The mangrove forests are among the most carbon-rich ecosystems on earth and vital to climate change mitigation. Understanding the relationship of forest structural attributes with carbon stock is essential to achieve sustainable conservation of forest ecosystems and their carbon storage. However, little is known about their inter-relationship in the mangrove forest ecosystems. This study was aimed to quantify primary structural attributes such as density, abundance, frequency, basal area, height, and dbh (diameter at breast height); derived structural attributes such as Importance Value Index (IVI), complexity index (Ic), niche width, and diversity indices (i.e., species richness, β- diversity, Simpson’s index, Shannon-Weiner index, Pielou evenness index); and vegetation biomass, i.e., above ground biomass (AGB) and below ground biomass (BGB) using the allometric equations for mangroves of Bhitarkanika National Park (BNP), India. To achieve the result, twenty-five sample plots (20 m × 20 m) were laid down in BNP which were distributed in six conserve forest sites. The study recorded 27 species, with the highest IVI of 112.19 for Excoecaria agallocha. The Ic value ranged between 12.18 to 283.87 across sites.

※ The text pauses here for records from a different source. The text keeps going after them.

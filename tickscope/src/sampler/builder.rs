//! Session configuration surface.
//!
//! All options are set before `start()`; `start()` validates, picks the
//! capture backend, and hands back an already-running [`Sampler`] bound to
//! the given host platform.

use std::sync::Arc;
use std::time::Duration;

use crate::capture::select_backend;
use crate::domain::StartError;
use crate::platform::HostPlatform;
use crate::sampler::disambiguator::MethodDisambiguator;
use crate::sampler::dumper::ThreadDumper;
use crate::sampler::grouper::ThreadGrouper;
use crate::sampler::session::{Sampler, SamplerConfig};

pub const DEFAULT_INTERVAL: Duration = Duration::from_millis(10);

#[derive(Debug)]
pub struct SamplerBuilder {
    thread_dumper: ThreadDumper,
    thread_grouper: ThreadGrouper,
    sampling_interval: Duration,
    force_fallback_backend: bool,
    complete_after: Option<Duration>,
}

impl Default for SamplerBuilder {
    fn default() -> Self {
        Self::new()
    }
}

impl SamplerBuilder {
    pub fn new() -> Self {
        Self {
            thread_dumper: ThreadDumper::All,
            thread_grouper: ThreadGrouper::ByPool,
            sampling_interval: DEFAULT_INTERVAL,
            force_fallback_backend: false,
            complete_after: None,
        }
    }

    /// Which threads to sample. Defaults to all live threads.
    #[must_use]
    pub fn thread_dumper(mut self, dumper: ThreadDumper) -> Self {
        self.thread_dumper = dumper;
        self
    }

    /// How sampled threads are bucketed. Defaults to pool grouping.
    #[must_use]
    pub fn thread_grouper(mut self, grouper: ThreadGrouper) -> Self {
        self.thread_grouper = grouper;
        self
    }

    /// Time between captures. Defaults to 10ms.
    #[must_use]
    pub fn sampling_interval(mut self, interval: Duration) -> Self {
        self.sampling_interval = interval;
        self
    }

    /// Use the runtime-provided backend even when a native one exists.
    #[must_use]
    pub fn force_fallback_backend(mut self, force: bool) -> Self {
        self.force_fallback_backend = force;
        self
    }

    /// Stop automatically this long after starting. Unbounded by default.
    #[must_use]
    pub fn complete_after(mut self, duration: Duration) -> Self {
        self.complete_after = Some(duration);
        self
    }

    /// Validate the configuration and start sampling.
    ///
    /// Fails fast — before any scheduling — on a zero interval, an empty
    /// thread selection, or a platform with no capture backend.
    pub fn start(self, platform: &Arc<dyn HostPlatform>) -> Result<Sampler, StartError> {
        if self.sampling_interval.is_zero() {
            return Err(StartError::ZeroInterval);
        }
        if self.thread_dumper.is_empty_selection() {
            return Err(StartError::EmptyThreadSelection);
        }

        let backend = select_backend(platform.as_ref(), self.force_fallback_backend)?;
        let disambiguator = MethodDisambiguator::new(platform.class_metadata());

        let config = SamplerConfig {
            interval: self.sampling_interval,
            complete_after: self.complete_after,
            dumper: self.thread_dumper,
            grouper: self.thread_grouper,
        };
        Ok(Sampler::start(config, backend, disambiguator, platform))
    }
}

The diversity indices showed BNP as a mangrove rich ecosystem. The mean stand biomass was 436.89 ± 59.75 t ha−1 (AGB = 318.79 ± 44.42 and BGB = 118.10 ± 15.39). The total forest biomass, biomass carbon stock, and its CO2 equivalents of whole BNP were 6.3 Mt, 2.96 Mt, and 10.87 Mt, respectively. A positive correlation for biomass with the basal area (r = 0.96), stand density (r = 0.81), IVI (r = 0.80) and Ic (r = 0.91) were observed, whereas it showed a negative correlation with species richness (r = − 0.59) and Shannon-Weiner index (r = − 0.08). This study recommends necessity of site specific conservation approach to increase the structural complexity of degraded forest sites and the carbon storage potential of BNP as a large variation in forest attributes and stand biomass exists across sites.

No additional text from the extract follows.